Managing your OAuth app

Use the following sections to manage your OAuth app.

Get client details

To get your client details use the following:

GET /oidc/reg/<your_client_id> HTTP/1.1
Host: id.overwolf.com
Authorization: Bearer <registration access token>

Update client details

To Update your client details use the following:

PUT /oidc/reg/<your_client_id>  HTTP/1.1
Host: id.overwolf.com
Content-Type: application/json
Authorization: Bearer <registration access token>

{
"redirect_uris": [
"http://<your_auth_callback_redirect_url_1>",
"http://<your_auth_callback_redirect_url_2>"
],
"post_logout_redirect_uris": [
"http://<your_logout_redirect_url_1>",
"http://<your_logout_redirect_url_2>"
],
"client_name": "<display_name>",
"logo_uri": "https://<your_logo>.jpg",
"policy_uri": "https://<privacy_policy>",
"tos_uri": "https://<terms_of_service>"
}

Using Overwolf OIDC with your service

To use OIDC with your app:

  1. Generate a code verifier.
  2. Hash the code verifier to get a code challenge.
  3. Save the code verifier for later use.
  4. Initiate the authorization code flow.
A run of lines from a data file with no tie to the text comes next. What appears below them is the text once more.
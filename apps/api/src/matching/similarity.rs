//! Cosine similarity between two embeddings.
//!
//! Accumulates in f64 so long f32 vectors don't lose precision, and clamps the
//! result to [-1, 1] to absorb rounding drift. A zero-magnitude vector has no
//! direction, so comparing it is an error rather than a silent 0 or NaN.

use thiserror::Error;

#[derive(Debug, Clone, PartialEq, Error)]
pub enum SimilarityError {
    #[error("embedding is empty")]
    Empty,

    #[error("embedding dimensions differ ({left} vs {right})")]
    DimensionMismatch { left: usize, right: usize },

    #[error("embedding has zero magnitude")]
    ZeroMagnitude,

    #[error("embedding contains a non-finite component")]
    NonFinite,
}

/// `dot(a, b) / (|a| * |b|)`, in [-1, 1].
pub fn cosine_similarity(a: &[f32], b: &[f32]) -> Result<f64, SimilarityError> {
    if a.is_empty() || b.is_empty() {
        return Err(SimilarityError::Empty);
    }
    if a.len() != b.len() {
        return Err(SimilarityError::DimensionMismatch {
            left: a.len(),
            right: b.len(),
        });
    }

    let mut dot = 0.0_f64;
    let mut norm_a = 0.0_f64;
    let mut norm_b = 0.0_f64;

    for (&x, &y) in a.iter().zip(b) {
        let (x, y) = (f64::from(x), f64::from(y));
        dot += x * y;
        norm_a += x * x;
        norm_b += y * y;
    }

    if !(dot.is_finite() && norm_a.is_finite() && norm_b.is_finite()) {
        return Err(SimilarityError::NonFinite);
    }

    let denom = norm_a.sqrt() * norm_b.sqrt();
    if denom == 0.0 {
        return Err(SimilarityError::ZeroMagnitude);
    }

    Ok((dot / denom).clamp(-1.0, 1.0))
}
//! In-memory `RecordStore` with the same id and reference semantics as the
//! Postgres schema: 1-based auto-increment ids and a foreign-key check on
//! match scores.

use std::borrow::Cow;
use std::sync::Mutex;

use async_trait::async_trait;
use chrono::Utc;
use sqlx::error::{DatabaseError, ErrorKind};
use thiserror::Error;

use crate::models::resume::{JobDescriptionRow, MatchScoreRow, ResumeRow};
use crate::store::RecordStore;

#[derive(Default)]
struct Tables {
    resumes: Vec<ResumeRow>,
    job_descriptions: Vec<JobDescriptionRow>,
    match_scores: Vec<MatchScoreRow>,
}

#[derive(Default)]
pub struct MemoryStore {
    tables: Mutex<Tables>,
}

impl MemoryStore {
    pub fn new() -> Self {
        Self::default()
    }

    pub fn match_score_count(&self) -> usize {
        self.tables.lock().unwrap().match_scores.len()
    }
}

fn next_id(len: usize) -> i32 {
    i32::try_from(len + 1).expect("in-memory table exceeded i32 ids")
}

#[derive(Debug, Error)]
#[error("{message}")]
struct MissingReference {
    message: String,
}

impl DatabaseError for MissingReference {
    fn message(&self) -> &str {
        &self.message
    }

    fn code(&self) -> Option<Cow<'_, str>> {
        Some(Cow::Borrowed("23503"))
    }

    fn as_error(&self) -> &(dyn std::error::Error + Send + Sync + 'static) {
        self
    }

    fn as_error_mut(&mut self) -> &mut (dyn std::error::Error + Send + Sync + 'static) {
        self
    }

    fn into_error(self: Box<Self>) -> Box<dyn std::error::Error + Send + Sync + 'static> {
        self
    }

    fn kind(&self) -> ErrorKind {
        ErrorKind::ForeignKeyViolation
    }
}

#[async_trait]
impl RecordStore for MemoryStore {
    async fn create_resume(&self, content: &str) -> Result<ResumeRow, sqlx::Error> {
        let mut tables = self.tables.lock().unwrap();
        let row = ResumeRow {
            id: next_id(tables.resumes.len()),
            content: content.to_string(),
            created_at: Utc::now(),
        };
        tables.resumes.push(row.clone());
        Ok(row)
    }

    async fn get_resume(&self, id: i32) -> Result<Option<ResumeRow>, sqlx::Error> {
        let tables = self.tables.lock().unwrap();
        Ok(tables.resumes.iter().find(|r| r.id == id).cloned())
    }

    async fn create_job_description(
        &self,
        content: &str,
    ) -> Result<JobDescriptionRow, sqlx::Error> {
        let mut tables = self.tables.lock().unwrap();
        let row = JobDescriptionRow {
            id: next_id(tables.job_descriptions.len()),
            content: content.to_string(),
            created_at: Utc::now(),
        };
        tables.job_descriptions.push(row.clone());
        Ok(row)
    }

    async fn get_job_description(
        &self,
        id: i32,
    ) -> Result<Option<JobDescriptionRow>, sqlx::Error> {
        let tables = self.tables.lock().unwrap();
        Ok(tables.job_descriptions.iter().find(|j| j.id == id).cloned())
    }

    async fn create_match_score(
        &self,
        resume_id: i32,
        job_id: i32,
        score: f64,
    ) -> Result<MatchScoreRow, sqlx::Error> {
        let mut tables = self.tables.lock().unwrap();
        let resume_exists = tables.resumes.iter().any(|r| r.id == resume_id);
        let job_exists = tables.job_descriptions.iter().any(|j| j.id == job_id);
        if !(resume_exists && job_exists) {
            return Err(sqlx::Error::Database(Box::new(MissingReference {
                message: format!(
                    "match_scores references missing resume {resume_id} or job {job_id}"
                ),
            })));
        }

        let row = MatchScoreRow {
            id: next_id(tables.match_scores.len()),
            resume_id,
            job_id,
            score,
            created_at: Utc::now(),
        };
        tables.match_scores.push(row.clone());
        Ok(row)
    }

    async fn list_match_scores(
        &self,
        resume_id: i32,
        job_id: i32,
    ) -> Result<Vec<MatchScoreRow>, sqlx::Error> {
        let tables = self.tables.lock().unwrap();
        Ok(tables
            .match_scores
            .iter()
            .filter(|m| m.resume_id == resume_id && m.job_id == job_id)
            .cloned()
            .collect())
    }
}

#[cfg(test)]
mod tests {
    use super::*;
    use crate::store::is_foreign_key_violation;

    #[tokio::test]
    async fn test_ids_start_at_one_and_increment() {
        let store = MemoryStore::new();
        assert_eq!(store.create_resume("a").await.unwrap().id, 1);
        assert_eq!(store.create_resume("b").await.unwrap().id, 2);
        assert_eq!(store.create_job_description("c").await.unwrap().id, 1);
    }

    #[tokio::test]
    async fn test_content_round_trips() {
        let store = MemoryStore::new();
        let text = "Rust • Go\n\tnaïve café 🚀";
        let created = store.create_resume(text).await.unwrap();
        let fetched = store.get_resume(created.id).await.unwrap().unwrap();
        assert_eq!(fetched.content, text);
        assert!(store.get_resume(created.id + 1).await.unwrap().is_none());
    }

    #[tokio::test]
    async fn test_match_score_requires_existing_records() {
        let store = MemoryStore::new();
        store.create_resume("resume").await.unwrap();

        let err = store.create_match_score(1, 1, 0.5).await.unwrap_err();
        assert!(is_foreign_key_violation(&err), "{err:?}");
        assert_eq!(store.match_score_count(), 0);
    }

    #[tokio::test]
    async fn test_match_scores_append_without_dedup() {
        let store = MemoryStore::new();
        store.create_resume("resume").await.unwrap();
        store.create_job_description("job").await.unwrap();

        store.create_match_score(1, 1, 0.8).await.unwrap();
        store.create_match_score(1, 1, 0.8).await.unwrap();

        let rows = store.list_match_scores(1, 1).await.unwrap();
        assert_eq!(rows.len(), 2);
        assert_eq!(rows[0].id, 1);
        assert_eq!(rows[1].id, 2);
        assert!(store.list_match_scores(1, 2).await.unwrap().is_empty());
    }
}
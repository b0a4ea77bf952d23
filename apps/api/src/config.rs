use std::time::Duration;

use anyhow::{Context, Result};

const DEFAULT_OPENAI_BASE_URL: &str = "https://api.openai.com/v1";
const DEFAULT_EMBEDDING_MODEL: &str = "text-embedding-ada-002";
const DEFAULT_COMPLETION_MODEL: &str = "gpt-4o-mini";

/// Application configuration loaded once from environment variables at startup.
/// Fails at startup if required variables are missing or malformed.
#[derive(Debug, Clone)]
pub struct Config {
    pub database_url: String,
    pub db_max_connections: u32,
    pub openai_api_key: String,
    pub openai_base_url: String,
    pub embedding_model: String,
    pub completion_model: String,
    pub provider_timeout: Duration,
    pub provider_max_attempts: u32,
    pub port: u16,
    pub rust_log: String,
}

impl Config {
    pub fn from_env() -> Result<Self> {
        dotenvy::dotenv().ok(); // load .env if present; ignore if missing

        Self::from_lookup(|key| std::env::var(key).ok())
    }

    /// Builds the config from an arbitrary key lookup. `from_env` passes the process environment.
    pub fn from_lookup<F>(lookup: F) -> Result<Self>
    where
        F: Fn(&str) -> Option<String>,
    {
        let require = |key: &str| {
            lookup(key)
                .filter(|v| !v.trim().is_empty())
                .with_context(|| format!("Required environment variable '{key}' is not set"))
        };
        let or_default = |key: &str, default: &str| lookup(key).unwrap_or_else(|| default.to_string());

        let timeout_secs = or_default("PROVIDER_TIMEOUT_SECS", "30")
            .parse::<u64>()
            .context("PROVIDER_TIMEOUT_SECS must be a whole number of seconds")?;

        let provider_max_attempts = or_default("PROVIDER_MAX_ATTEMPTS", "3")
            .parse::<u32>()
            .context("PROVIDER_MAX_ATTEMPTS must be a positive integer")?
            .max(1);

        Ok(Config {
            database_url: require("DATABASE_URL")?,
            db_max_connections: or_default("DB_MAX_CONNECTIONS", "10")
                .parse::<u32>()
                .context("DB_MAX_CONNECTIONS must be a positive integer")?,
            openai_api_key: require("OPENAI_API_KEY")?,
            openai_base_url: or_default("OPENAI_BASE_URL", DEFAULT_OPENAI_BASE_URL)
                .trim_end_matches('/')
                .to_string(),
            embedding_model: or_default("EMBEDDING_MODEL", DEFAULT_EMBEDDING_MODEL),
            completion_model: or_default("COMPLETION_MODEL", DEFAULT_COMPLETION_MODEL),
            provider_timeout: Duration::from_secs(timeout_secs),
            provider_max_attempts,
            port: or_default("PORT", "8000")
                .parse::<u16>()
                .context("PORT must be a valid port number")?,
            rust_log: or_default("RUST_LOG", "info"),
        })
    }
}
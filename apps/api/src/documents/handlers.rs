//! Axum route handlers for résumé and job-description uploads.

use axum::{
    extract::{
        multipart::MultipartRejection, rejection::PathRejection, Multipart, Path, State,
    },
    Json,
};
use serde::Serialize;
use tracing::info;

use crate::documents::upload::{read_text_upload, JD_FIELDS, RESUME_FIELDS};
use crate::errors::AppError;
use crate::llm_client::prompts::{render, JD_EXTRACT_PROMPT, RESUME_EXTRACT_PROMPT};
use crate::models::resume::{JobDescriptionRow, ResumeRow};
use crate::state::AppState;

#[derive(Debug, Serialize)]
pub struct ParseResumeResponse {
    pub resume_id: i32,
    pub parsed_data: String,
}

#[derive(Debug, Serialize)]
pub struct AnalyzeJdResponse {
    pub job_id: i32,
    pub analyzed_data: String,
}

/// POST /parse-resume
///
/// Extracts skills and experience from an uploaded résumé and stores the raw text.
/// The extracted text is returned but not stored.
pub async fn handle_parse_resume(
    State(state): State<AppState>,
    multipart: Result<Multipart, MultipartRejection>,
) -> Result<Json<ParseResumeResponse>, AppError> {
    let mut multipart = multipart.map_err(|e| AppError::Validation(e.body_text()))?;
    let content = read_text_upload(&mut multipart, RESUME_FIELDS).await?;

    let parsed_data = state
        .extractor
        .extract(&render(RESUME_EXTRACT_PROMPT, &content))
        .await?;

    let resume = state.store.create_resume(&content).await?;
    info!("Stored resume {} ({} bytes)", resume.id, content.len());

    Ok(Json(ParseResumeResponse {
        resume_id: resume.id,
        parsed_data,
    }))
}

/// POST /analyze-jd
///
/// Extracts key requirements from an uploaded job description and stores the raw text.
pub async fn handle_analyze_jd(
    State(state): State<AppState>,
    multipart: Result<Multipart, MultipartRejection>,
) -> Result<Json<AnalyzeJdResponse>, AppError> {
    let mut multipart = multipart.map_err(|e| AppError::Validation(e.body_text()))?;
    let content = read_text_upload(&mut multipart, JD_FIELDS).await?;

    let analyzed_data = state
        .extractor
        .extract(&render(JD_EXTRACT_PROMPT, &content))
        .await?;

    let job = state.store.create_job_description(&content).await?;
    info!("Stored job description {} ({} bytes)", job.id, content.len());

    Ok(Json(AnalyzeJdResponse {
        job_id: job.id,
        analyzed_data,
    }))
}

/// GET /resumes/:id
pub async fn handle_get_resume(
    State(state): State<AppState>,
    id: Result<Path<i32>, PathRejection>,
) -> Result<Json<ResumeRow>, AppError> {
    let Path(id) = id.map_err(|e| AppError::Validation(e.body_text()))?;
    let resume = state
        .store
        .get_resume(id)
        .await?
        .ok_or_else(|| AppError::NotFound(format!("Resume {id} not found")))?;
    Ok(Json(resume))
}

/// GET /job-descriptions/:id
pub async fn handle_get_job_description(
    State(state): State<AppState>,
    id: Result<Path<i32>, PathRejection>,
) -> Result<Json<JobDescriptionRow>, AppError> {
    let Path(id) = id.map_err(|e| AppError::Validation(e.body_text()))?;
    let job = state
        .store
        .get_job_description(id)
        .await?
        .ok_or_else(|| AppError::NotFound(format!("Job description {id} not found")))?;
    Ok(Json(job))
}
You will redirect the user to https://id.overwolf.com/oidc/auth with the following parameters:
  • response_type=code
  • client_id=<YOUR_CLIENT_ID>
  • redirect_uri=https%3A%2F%2Fclient.example.com%2Fcallback
  • scope=openid%20profile
  • code_challenge=<YOUR_CODE_CHALLENGE>
  • code_challenge_method=S256
  • state=<random string>
  1. Exchange the code for an access token by sending a POST request to https://id.overwolf.com/oidc/token. The user will be redirected to your redirect_uri with a code url parameter.
POST /oidc/token HTTP/1.1
Host: id.overwolf.com
Content-Type: application/x-www-form-urlencoded

grant_type=authorization_code
&code=YOUR_AUTHORIZATION_CODE
&redirect_uri=https%3A%2F%2Fclient.example.com%2Fcallback
&client_id=YOUR_CLIENT_ID
&client_secret=YOUR_CLIENT_SECRET
&code_verifier=YOUR_CODE_VERIFIER

Code example:

  const { code, state } = req.query;
const codeVerifier = req.cookies.codeVerifier

try {
// Exchange the authorization code for an access token and refresh token
const tokenResponse = await axios.post(config.tokenEndpoint, {
grant_type: "authorization_code",
code,
redirect_uri: config.redirectUri,
client_id: config.clientId,
client_secret: config.clientSecret,
code_verifier: codeVerifier
});

const { access_token, refresh_token } = tokenResponse.data;
// Store tokens for subsequent requests
req.session.accessToken = access_token;

res.send("Authentication successful!");
} catch (error) {
res.status(500).send("Token exchange failed");
}
});
  1. Once you have the access token, use it to access protected resources based on the required scopes.
  const response = await axios.get("https://id.overwolf.com/oidc/me", {
headers: {
Authorization: `Bearer ${accessToken}`,
},
});
return response.data;
}
important

You need to handle cases where the user does not authorize one or more of the scopes you requested. For example a user does not allow the subscriptions scope or email.